*Exercise goal*.
All that is wanted is a word-for-word copy of the data from its first line to the line containing "fn dispatcher_with(store: Arc<dyn", both included.

*Stored records*.
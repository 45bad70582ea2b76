// Profile Gate - Protocol Scenarios
// Copyright 2026 Joseph Stone - All Rights Reserved
//
// End-to-end runs through the dispatcher: gating, credentials, batches,
// guestbook effects and store failures.

use profile_gate::catalog::Catalog;
use profile_gate::credential::{encode_unsigned, Intent};
use profile_gate::guestbook::{GuestbookEntry, GuestbookStore, LmdbGuestbook, MemoryGuestbook, StoreError};
use profile_gate::mcp::{CallerContext, DispatchSettings, Dispatcher};
use profile_gate::profile::ProfileStore;
use profile_gate::session::{GrantSource, SessionTracker};
use serde_json::{json, Value};
use std::sync::Arc;

/// Store that refuses every operation
struct BrokenGuestbook;

impl GuestbookStore for BrokenGuestbook {
    fn append(&self, _entry: &GuestbookEntry) -> Result<(), StoreError> {
        Err(StoreError::Unavailable("disk on fire".to_string()))
    }

    fn list(&self) -> Result<Vec<GuestbookEntry>, StoreError> {
        Err(StoreError::Unavailable("disk on fire".to_string()))
    }
}

fn dispatcher_with(store: Arc<dyn GuestbookStore>) -> Arc<Dispatcher> {
    Arc::new(Dispatcher::new(
        Catalog::default(),
        ProfileStore::embedded().unwrap(),
        store,
        Arc::new(SessionTracker::new()),
        DispatchSettings::default(),
    ))
}

fn dispatcher() -> Arc<Dispatcher> {
    dispatcher_with(Arc::new(MemoryGuestbook::new()))
}

fn caller(credential: Option<String>) -> CallerContext {
    CallerContext::new("203.0.113.50", "scenario-agent/0.1", credential)
}

fn call(id: Value, tool: &str, args: Value) -> Value {
    json!({"jsonrpc": "2.0", "id": id, "method": "tools/call", "params": {"name": tool, "arguments": args}})
}

async fn send(d: &Arc<Dispatcher>, who: &CallerContext, body: Value) -> Option<Value> {
    d.handle(who, body.to_string().as_bytes()).await
}

fn payload(response: &Value) -> &Value {
    &response["result"]["structuredContent"]
}

fn valid_token() -> String {
    encode_unsigned(&Intent {
        id: "intent-7".to_string(),
        goal: "Evaluate for a staff role".to_string(),
        mode: "recruiting".to_string(),
    })
}

#[tokio::test]
async fn denied_then_message_then_allowed() {
    let d = dispatcher();
    let who = caller(None);

    let denied = send(&d, &who, call(json!(1), "get_experience", json!({}))).await.unwrap();
    assert_eq!(payload(&denied)["error"], "access_required");
    assert!(payload(&denied)["free_tools"].as_array().unwrap().contains(&json!("leave_message")));
    assert!(d.list_guestbook().await.unwrap().is_empty());

    let left = send(
        &d,
        &who,
        call(json!(2), "leave_message", json!({"name": "Recruiter Bot", "message": "Hiring for a Rust role"})),
    )
    .await
    .unwrap();
    assert_eq!(payload(&left)["access_granted"], true);

    let allowed = send(&d, &who, call(json!(3), "get_experience", json!({}))).await.unwrap();
    assert!(payload(&allowed)["count"].as_u64().unwrap() > 0);
}

#[tokio::test]
async fn invalid_credential_is_silently_ignored() {
    let d = dispatcher();
    let who = caller(Some("definitely.not-a.token".to_string()));

    let resp = send(&d, &who, call(json!(1), "get_skills", json!({}))).await.unwrap();
    assert!(resp.get("error").is_none());
    assert_eq!(payload(&resp)["error"], "access_required");

    let state = d.sessions().get_or_create(&who.key);
    assert!(!state.has_access);
    assert_eq!(state.presented_credential.as_deref(), Some("definitely.not-a.token"));
}

#[tokio::test]
async fn credential_applies_to_every_call_in_the_same_batch() {
    let d = dispatcher();
    let who = caller(Some(valid_token()));
    let batch = json!([
        call(json!(1), "get_skills", json!({})),
        call(json!(2), "get_experience", json!({"current_only": true})),
    ]);

    let resp = send(&d, &who, batch).await.unwrap();
    let entries = resp.as_array().unwrap();
    assert_eq!(entries.len(), 2);
    assert!(payload(&entries[0])["skills"].is_array());
    assert_eq!(payload(&entries[1])["count"], 1);
    assert_eq!(d.sessions().get_or_create(&who.key).granted_by, Some(GrantSource::Credential));
}

#[tokio::test]
async fn leave_message_twice_records_two_entries() {
    let d = dispatcher();
    let who = caller(None);
    for id in 1..=2 {
        let resp = send(
            &d,
            &who,
            call(json!(id), "leave_message", json!({"name": "Ada", "message": "hello again", "agent_id": "ada-bot"})),
        )
        .await
        .unwrap();
        assert_eq!(payload(&resp)["status"], "received");
    }

    let entries = d.list_guestbook().await.unwrap();
    assert_eq!(entries.len(), 2);
    assert_ne!(entries[0].id, entries[1].id);
    assert_eq!(entries[0].agent_id.as_deref(), Some("ada-bot"));
    assert!(d.sessions().get_or_create(&who.key).has_access);
}

#[tokio::test]
async fn batch_entries_are_isolated_and_ordered() {
    let d = dispatcher();
    let who = caller(None);
    let batch = json!([
        {"jsonrpc": "2.0", "id": 1, "method": "ping"},
        call(json!(2), "no_such_tool", json!({})),
        "not an object",
        {"jsonrpc": "2.0", "method": "notifications/initialized"},
        call(json!("four"), "get_writing", json!({"limit": 1})),
        call(json!(5), "get_writing", json!({"limit": "many"})),
    ]);

    let resp = send(&d, &who, batch).await.unwrap();
    let entries = resp.as_array().unwrap();
    assert_eq!(entries.len(), 5);

    assert_eq!(entries[0]["id"], 1);
    assert_eq!(entries[0]["result"], json!({}));

    assert_eq!(entries[1]["id"], 2);
    assert_eq!(entries[1]["error"]["code"], -32601);

    assert_eq!(entries[2]["id"], Value::Null);
    assert_eq!(entries[2]["error"]["code"], -32600);

    assert_eq!(entries[3]["id"], "four");
    assert_eq!(payload(&entries[3])["count"], 1);

    assert_eq!(entries[4]["id"], 5);
    assert_eq!(entries[4]["error"]["code"], -32602);
}

#[tokio::test]
async fn notification_only_batch_has_no_body() {
    let d = dispatcher();
    let batch = json!([
        {"jsonrpc": "2.0", "method": "notifications/initialized"},
        {"jsonrpc": "2.0", "method": "tools/list"},
    ]);
    assert!(send(&d, &caller(None), batch).await.is_none());
}

#[tokio::test]
async fn store_failure_faults_only_the_message_call() {
    let d = dispatcher_with(Arc::new(BrokenGuestbook));
    let who = caller(None);
    let batch = json!([
        call(json!(1), "leave_message", json!({"name": "Ada", "message": "hi"})),
        call(json!(2), "get_profile", json!({})),
    ]);

    let resp = send(&d, &who, batch).await.unwrap();
    let entries = resp.as_array().unwrap();
    assert_eq!(entries[0]["error"]["code"], -32603);
    assert!(payload(&entries[1])["name"].is_string());
    assert!(!d.sessions().get_or_create(&who.key).has_access);
    assert!(d.list_guestbook().await.is_err());
}

#[tokio::test]
async fn filters_are_subsequences_of_the_unfiltered_listing() {
    let d = dispatcher();
    let who = caller(None);

    let all = send(&d, &who, call(json!(1), "get_projects", json!({}))).await.unwrap();
    let tagged = send(&d, &who, call(json!(2), "get_projects", json!({"tag": "RUST"}))).await.unwrap();
    let expected: Vec<Value> = payload(&all)["projects"]
        .as_array()
        .unwrap()
        .iter()
        .filter(|p| {
            p["tags"]
                .as_array()
                .unwrap()
                .iter()
                .any(|t| t.as_str().unwrap().eq_ignore_ascii_case("rust"))
        })
        .cloned()
        .collect();
    assert_eq!(payload(&tagged)["projects"], json!(expected));

    let writing = send(&d, &who, call(json!(3), "get_writing", json!({}))).await.unwrap();
    let first_two = send(&d, &who, call(json!(4), "get_writing", json!({"limit": 2}))).await.unwrap();
    let all_writing = payload(&writing)["writing"].as_array().unwrap();
    assert_eq!(payload(&first_two)["writing"], json!(all_writing[..2].to_vec()));
}

#[tokio::test]
async fn sessions_are_per_caller() {
    let d = dispatcher();
    let alice = CallerContext::new("198.51.100.1", "agent-a", None);
    let bob = CallerContext::new("198.51.100.2", "agent-a", None);

    send(&d, &alice, call(json!(1), "leave_message", json!({"name": "Alice", "message": "hi"}))).await;
    let resp = send(&d, &bob, call(json!(2), "get_skills", json!({}))).await.unwrap();
    assert_eq!(payload(&resp)["error"], "access_required");
}

#[tokio::test]
async fn lmdb_guestbook_backs_the_dispatcher() {
    let dir = tempfile::tempdir().unwrap();
    let store = Arc::new(LmdbGuestbook::open(dir.path()).unwrap());
    let d = dispatcher_with(store);
    let who = caller(None);

    send(&d, &who, call(json!(1), "leave_message", json!({"name": "First", "message": "one"}))).await;
    send(&d, &who, call(json!(2), "leave_message", json!({"name": "Second", "message": "two"}))).await;

    let names: Vec<String> = d.list_guestbook().await.unwrap().into_iter().map(|e| e.name).collect();
    assert_eq!(names, vec!["Second", "First"]);
}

*Solution for this task*.
repository 45bad70582ea2b76
// Profile Gate - Protocol Scenarios
// Copyright 2026 Joseph Stone - All Rights Reserved
//
// End-to-end runs through the dispatcher: gating, credentials, batches,
// guestbook effects and store failures.

use profile_gate::catalog::Catalog;
use profile_gate::credential::{encode_unsigned, Intent};
use profile_gate::guestbook::{GuestbookEntry, GuestbookStore, LmdbGuestbook, MemoryGuestbook, StoreError};
use profile_gate::mcp::{CallerContext, DispatchSettings, Dispatcher};
use profile_gate::profile::ProfileStore;
use profile_gate::session::{GrantSource, SessionTracker};
use serde_json::{json, Value};
use std::sync::Arc;

/// Store that refuses every operation
struct BrokenGuestbook;

impl GuestbookStore for BrokenGuestbook {
    fn append(&self, _entry: &GuestbookEntry) -> Result<(), StoreError> {
        Err(StoreError::Unavailable("disk on fire".to_string()))
    }

    fn list(&self) -> Result<Vec<GuestbookEntry>, StoreError> {
        Err(StoreError::Unavailable("disk on fire".to_string()))
    }
}

fn dispatcher_with(store: Arc<dyn GuestbookStore>) -> Arc<Dispatcher> {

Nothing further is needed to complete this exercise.